Jim Crow and segregation held sway for a century, until the Black Civil Rights struggle culminated in the 1964 Civil Rights Act, followed a year later by the Voting Rights Act. The liberal deification of its leading voice, Dr. Martin Luther King, involved his legacy being shorn of every vestige of the radicalism he had embraced by the time of his murder in 1967, turning him into the benign monument to liberalism he is commonaly regarded as today.

Meanwhile, in what stands as a totem of liberal mendacity, the ‘new plantation’ era of mass incarceration was introduced by the country’s unofficial first black president, Bill Clinton, with a 1994 omnibus crime bill that established the nation’s prison industrial complex.

This brings us back to Obama, whose election as president in 2008 was depicted and packaged as the culmination of generations of struggle for black liberation and equality in the land of the free — a towering tribute to the legacy of MLK.

Such a foul rendering saw the actual history of the struggle for black emancipation defamed and defanged, along with its most courageous and brilliant adherents. Consider the life and legacy of Frederick Douglass, a self-educated escaped slave who developed his intellectual powers in refutation of the racist characterisation of black Africans as being endowed by their creator with lesser natural intellect and moral substance than their white counterparts. Rising to become the abolitionist movement’s most fearless champion and inspirational voice, his words resonated like thunderbolts of righteous anger and indignation at the fate of his people in a land that had the temerity to proclaim itself the home of liberty.

In a speech he gave to mark that most sacred and venerated of anniversaries in the American calendar — the Fourth of July — Douglass proclaimed,

What to the American slave is your Fourth of July? I answer, a day that reveals to him, more than all the other days in the year, the gross injustice and cruelty to which he is the constant victim.
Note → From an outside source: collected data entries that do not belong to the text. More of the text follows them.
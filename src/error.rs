//! Crate-level errors

use thiserror::Error;

#[derive(Debug, Error)]
pub enum Error {
    #[error("configuration error: {0}")]
    Config(#[from] config::ConfigError),

    #[error("I/O error: {0}")]
    Io(#[from] std::io::Error),

    #[error("no tokio runtime: {0}")]
    Runtime(#[from] tokio::runtime::TryCurrentError),
}

pub type Result<T> = std::result::Result<T, Error>;
//! Neural Runner
//!
//! A terminal runner game with a voice assistant (JARVIS). Hand gestures make
//! the runner jump; spoken commands recolor the HUD, restart the game or get
//! a short generated reply.

/// Frame loop and terminal front end
pub mod app;

/// Voice command routing, text generation and conversation history
pub mod assistant;

/// Build-time information (git SHA, branch, timestamp, etc.)
pub mod build_info;

/// Profile-based configuration
pub mod config;

pub mod error;

/// Self-checks runnable with `jarvis --health`
pub mod health;

/// Gesture and speech input fusion
pub mod input;

/// Per-frame orchestration of input, assistant and simulation
pub mod session;

/// Game simulation - world state, obstacles and physics
pub mod sim;

pub use error::{Error, Result};
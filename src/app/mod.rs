//! Game application module
//!
//! Handles the frame loop, the terminal front end and keyboard input.

mod runner;
pub mod terminal;

pub use runner::{App, RunSummary, build_generator};
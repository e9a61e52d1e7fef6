//! Input fusion health check

use std::time::{Duration, Instant};

use crate::health::check::{CheckLog, CheckResult, SystemCheck};
use crate::input::{
    GestureHandler, HandLandmarks, InputAction, InputCollector, InputContext, OpenPalmClassifier,
    SourceEvent, VoiceHandler,
};

/// Feeds synthetic hand frames and transcripts through the input pipeline
pub struct InputCheck {
    cooldown: Duration,
}

impl InputCheck {
    pub fn new(cooldown: Duration) -> Self {
        Self { cooldown }
    }
}

impl Default for InputCheck {
    fn default() -> Self {
        Self::new(Duration::from_millis(300))
    }
}

impl SystemCheck for InputCheck {
    fn name(&self) -> &'static str {
        "Input"
    }

    fn description(&self) -> Option<&'static str> {
        Some("Gesture classification, debounce and voice routing")
    }

    fn check(&self) -> CheckResult {
        let mut log = CheckLog::new();

        let classifier = OpenPalmClassifier;
        log.record(
            classifier.fingers_extended(Some(&HandLandmarks::open_palm())),
            "Open palm classified as extended",
        );
        log.record(
            !classifier.fingers_extended(Some(&HandLandmarks::fist()))
                && !classifier.fingers_extended(None),
            "Fist and missing hand classified as closed",
        );

        let (mut collector, events) = InputCollector::channel();
        let mut context = InputContext::new();
        context.register_handler(Box::new(GestureHandler::new(self.cooldown)));
        context.register_handler(Box::new(VoiceHandler::new()));

        let start = Instant::now();
        let mut frame = |collector: &mut InputCollector, at: Instant, sent: &[SourceEvent]| {
            for event in sent {
                let _ = events.send(event.clone());
            }
            collector.collect(at);
            context.update_state(collector.clone_state());
            context.process();
            collector.advance_frame();
            context.take_actions()
        };

        let open = SourceEvent::HandFrame {
            fingers_extended: true,
        };
        let closed = SourceEvent::HandFrame {
            fingers_extended: false,
        };

        let first = frame(&mut collector, start, std::slice::from_ref(&open));
        log.record(first == [InputAction::Jump], "Rising edge requests a jump");

        let held = frame(&mut collector, start, std::slice::from_ref(&open));
        log.record(held.is_empty(), "Held palm does not repeat the jump");

        let bounced = frame(&mut collector, start, &[closed, open]);
        log.record(bounced.is_empty(), "Re-open inside cooldown is suppressed");

        let spoken = frame(
            &mut collector,
            start + self.cooldown,
            &[SourceEvent::Transcript("  reset game ".to_string())],
        );
        log.record(
            spoken == [InputAction::Command("reset game".to_string())],
            "Transcript routed as a trimmed command",
        );

        log.finish(format!("{} handlers registered", context.handler_count()))
    }
}
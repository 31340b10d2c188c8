// Copyright (c) 2025 Slidechain Contributors
// SPDX-License-Identifier: MIT OR Apache-2.0

//! Two independently named pins replaying the same committed block
//! stream must each reach the full height on their own cursor,
//! confirming the pin mechanism (spec §4.3) generalizes across
//! multiple named consumers of one submitter.

use std::sync::atomic::{AtomicU64, Ordering};
use std::sync::Arc;
use std::time::Duration;

use async_trait::async_trait;
use slidechain::db::Store;
use slidechain::pin::BlockHandler;
use slidechain::submitter::builder::RawTx;
use slidechain::submitter::Submitter;
use tokio::sync::watch;

struct CountingHandler(AtomicU64);

#[async_trait]
impl BlockHandler for CountingHandler {
    async fn handle(&self, _height: u64, _bits: &[u8]) -> slidechain::Result<()> {
        self.0.fetch_add(1, Ordering::SeqCst);
        Ok(())
    }
}

#[tokio::test]
async fn two_named_pins_independently_replay_the_same_blocks() {
    let store = Store::open_in_memory().await.unwrap();
    let submitter = Submitter::new(store.clone(), Duration::from_millis(15));

    for i in 0..5u8 {
        submitter.submit(RawTx { id: vec![i], bytes: vec![i] }).await;
        tokio::time::sleep(Duration::from_millis(20)).await;
    }
    assert_eq!(store.latest_block_height().await.unwrap(), 5);

    let (cancel_tx, cancel_rx) = watch::channel(false);
    let exports_handler = Arc::new(CountingHandler(AtomicU64::new(0)));
    let pegouts_handler = Arc::new(CountingHandler(AtomicU64::new(0)));

    let exports_task = tokio::spawn(slidechain::pin::run(
        "exports",
        store.clone(),
        submitter.clone(),
        exports_handler.clone(),
        cancel_rx.clone(),
    ));
    let pegouts_task = tokio::spawn(slidechain::pin::run(
        "pegouts",
        store.clone(),
        submitter.clone(),
        pegouts_handler.clone(),
        cancel_rx.clone(),
    ));

    tokio::time::sleep(Duration::from_millis(80)).await;

    assert_eq!(exports_handler.0.load(Ordering::SeqCst), 5);
    assert_eq!(pegouts_handler.0.load(Ordering::SeqCst), 5);
    assert_eq!(store.pin_height("exports").await.unwrap(), 5);
    assert_eq!(store.pin_height("pegouts").await.unwrap(), 5);

    cancel_tx.send(true).unwrap();
    let _ = exports_task.await.unwrap();
    let _ = pegouts_task.await.unwrap();
}
// Copyright (c) 2025 Slidechain Contributors
// SPDX-License-Identifier: MIT OR Apache-2.0

//! The custodian daemon (spec §6): boots the store, the custodian
//! identity, and every background task, then serves the HTTP surface.

use std::sync::Arc;

use clap::Parser;
use slidechain::config::{Cli, Config};
use slidechain::http::handlers::AppState;
use slidechain::mainchain::HttpMainChainClient;
use slidechain::supervisor::Supervisor;
use tracing::info;

#[tokio::main]
async fn main() -> anyhow::Result<()> {
    slidechain::telemetry::init();

    let cli = Cli::parse();
    let config = Config::resolve(&cli)?;

    let supervisor = Supervisor::boot(&config).await?;
    let main_chain: Arc<dyn slidechain::mainchain::MainChainClient> =
        Arc::new(HttpMainChainClient::new(config.horizon.clone(), "custodian"));

    let state = AppState {
        store: supervisor.store.clone(),
        submitter: supervisor.submitter.clone(),
        main_chain: main_chain.clone(),
    };
    let app = slidechain::http::router(state);

    let listener = tokio::net::TcpListener::bind(config.addr).await?;
    info!(addr = %config.addr, "listening");

    let serve = tokio::spawn(async move {
        axum::serve(listener, app).await
    });

    tokio::select! {
        result = supervisor.run(config, main_chain) => {
            if let Err(err) = result {
                if !matches!(err, slidechain::Error::Cancelled) {
                    anyhow::bail!("supervisor exited: {err}");
                }
            }
        }
        result = serve => {
            result??;
        }
    }

    Ok(())
}
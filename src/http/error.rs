// Copyright (c) 2025 Slidechain Contributors
// SPDX-License-Identifier: MIT OR Apache-2.0

//! Maps [`crate::Error`] to HTTP status codes (spec §6, §7): malformed
//! input is 4xx, a `GetBlock` deadline is 408, everything else is 5xx.

use axum::http::StatusCode;
use axum::response::{IntoResponse, Response};

use crate::Error;

pub struct HttpError(pub Error);

impl From<Error> for HttpError {
    fn from(err: Error) -> Self {
        HttpError(err)
    }
}

impl IntoResponse for HttpError {
    fn into_response(self) -> Response {
        let (status, body) = match &self.0 {
            Error::MalformedInput(msg) => (StatusCode::BAD_REQUEST, msg.clone()),
            Error::NotFound(msg) => (StatusCode::NOT_FOUND, msg.clone()),
            Error::Cancelled => (StatusCode::REQUEST_TIMEOUT, "request deadline exceeded".to_string()),
            Error::BadSequence => (StatusCode::CONFLICT, "bad sequence number".to_string()),
            Error::Transient(_) => (StatusCode::SERVICE_UNAVAILABLE, "upstream unavailable, retry".to_string()),
            Error::Database(_) | Error::SideChainSubmission(_) | Error::PinGap { .. } | Error::TemplateResolution(_) => {
                (StatusCode::INTERNAL_SERVER_ERROR, "internal error".to_string())
            }
        };
        (status, body).into_response()
    }
}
To him, your celebration is a sham; your boasted liberty, an unholy license; your national greatness, swelling vanity; your sounds of rejoicing are empty and heartless; your denunciation of tyrants brass-fronted impudence; your shouts of liberty and equality, hollow mockery; your prayers and hymns, your sermons and thanksgivings, with all your religious parade and solemnity, are to him mere bombast, fraud, deception, impiety, and hypocrisy — a thin veil to cover up crimes which would disgrace a nation of savages.

Of those who stood on the shoulders of the Frederick Douglass, none did so with more fidelity than Paul Robeson. Himself the son of a slave, despite being in possession of a preternatural gifts of physical strength and athleticism, intellect, and a voice which propelled him to stardom on Broadway and in Hollywood, Robeson dedicated his life to the struggle against racism, war and what he viewed as encroaching fascism at home in America in the context of the Cold War and the ensuing rise of McCarthyism. In return he was persecuted, demonised and disdained at the hands of the very system he could have chosen embrace as a symbol of black inclusion, receiving in return the comfort blanket of fame and celebrity that is synonymous with the enduring myths of the American Dream.
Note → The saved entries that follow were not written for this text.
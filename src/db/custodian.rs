// Copyright (c) 2025 Slidechain Contributors
// SPDX-License-Identifier: MIT OR Apache-2.0

//! The single-row custodian identity table (spec §3, §4.7). Created
//! once on first startup, reused forever.

use super::Store;
use crate::types::CustodianIdentity;
use crate::Result;

impl Store {
    pub async fn load_custodian(&self) -> Result<Option<CustodianIdentity>> {
        let row: Option<(Vec<u8>, String)> =
            sqlx::query_as("SELECT seed, cursor FROM custodian LIMIT 1")
                .fetch_optional(&self.pool)
                .await?;
        Ok(row.map(|(seed, cursor)| CustodianIdentity { seed, cursor }))
    }

    /// Persists the identity created on first boot (spec §4.7: "on
    /// creation: generate keypair, ... persist the seed").
    pub async fn create_custodian(&self, identity: &CustodianIdentity) -> Result<()> {
        sqlx::query("INSERT INTO custodian (seed, cursor) VALUES (?1, ?2)")
            .bind(&identity.seed)
            .bind(&identity.cursor)
            .execute(&self.pool)
            .await?;
        Ok(())
    }

    /// Advances the main-chain watcher's persisted stream cursor
    /// (spec §4.5: "Cursor is advanced only after the row update
    /// commits").
    pub async fn advance_custodian_cursor(&self, cursor: &str) -> Result<()> {
        sqlx::query("UPDATE custodian SET cursor = ?1")
            .bind(cursor)
            .execute(&self.pool)
            .await?;
        Ok(())
    }
}
// Copyright (c) 2025 Slidechain Contributors
// SPDX-License-Identifier: MIT OR Apache-2.0

//! The peg-out pipeline (spec §4.6): the retire watcher, the peg-out
//! loop, and the settlement watcher, connected by a shared
//! [`tokio::sync::Notify`] and a bounded finalization channel.

pub mod pegout_loop;
pub mod retire_watcher;
pub mod settlement_watcher;

/// A terminal-state export row ready for step-2 finalization (spec
/// §4.6 "Each row whose state becomes OK or Fail is emitted to the
/// finalization channel"). Bounded at this size so a slow side chain
/// cannot let the finalization backlog grow without limit (ambient
/// resource-safety choice, not a spec feature).
pub const FINALIZATION_CHANNEL_CAPACITY: usize = 64;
During his appearance in front of the House Un-American Activities Committee (HUAC) in 1956, when it was pointed out to him that his colour had not prevented him achieving personal success and fame in the country and society he was so critical of, Robeson offered the following reply:

My father was a slave, and I have cousins who are sharecroppers, and I do not see my success in terms of myself. That is the reason; my own success has not meant what it should mean. I have sacrificed literally hundreds of thousands, if not millions, of dollars for what I believe in.

It is hard to imagine either Frederick Douglass or Paul Robeson — or indeed any of the great men and women who have grappled with the beast of white supremacy in the land of the free — agreeing with President Obama’s championing of ‘American exceptionalism’. On the contrary it is safe to assert that the the only exceptionalism they would credit America with would be the exceptional brutality, violence it had engaged in over the course of its blood-soaked history.

This malign legacy, moreover, did not cease for so much as a day when Obama entered the White House. In fact not only did it continue it intensified during his two terms in office, the evidence of which is set out in the pages of this book.

Why, you may ask, is it important to stress the disjuncture that exists between the grim reality and liberal distortion of Obama’s legacy?

The answer is implicit in the arrival of Donald J. Trump onto the political stage as the most unlikely candidate for the White House possible to imagine at the start of the Republican Party presidential primaries in February 2016, leading to his even more unlikely election as the 45th President of the United States in November of the same year. In response to Trump’s arrival in the Oval Office there has been a painting of Obama in the kind of progressive colours that his record neither warrants or justifies. Because though Obama and Trump clearly differ in certain aspects — not least in terms of presentation, communication skills and respect for the country’s institutions — what they share is far more potent and important. This something is the very American exceptionalism Obama saw fit to laud during his West Point commencement address in 2014.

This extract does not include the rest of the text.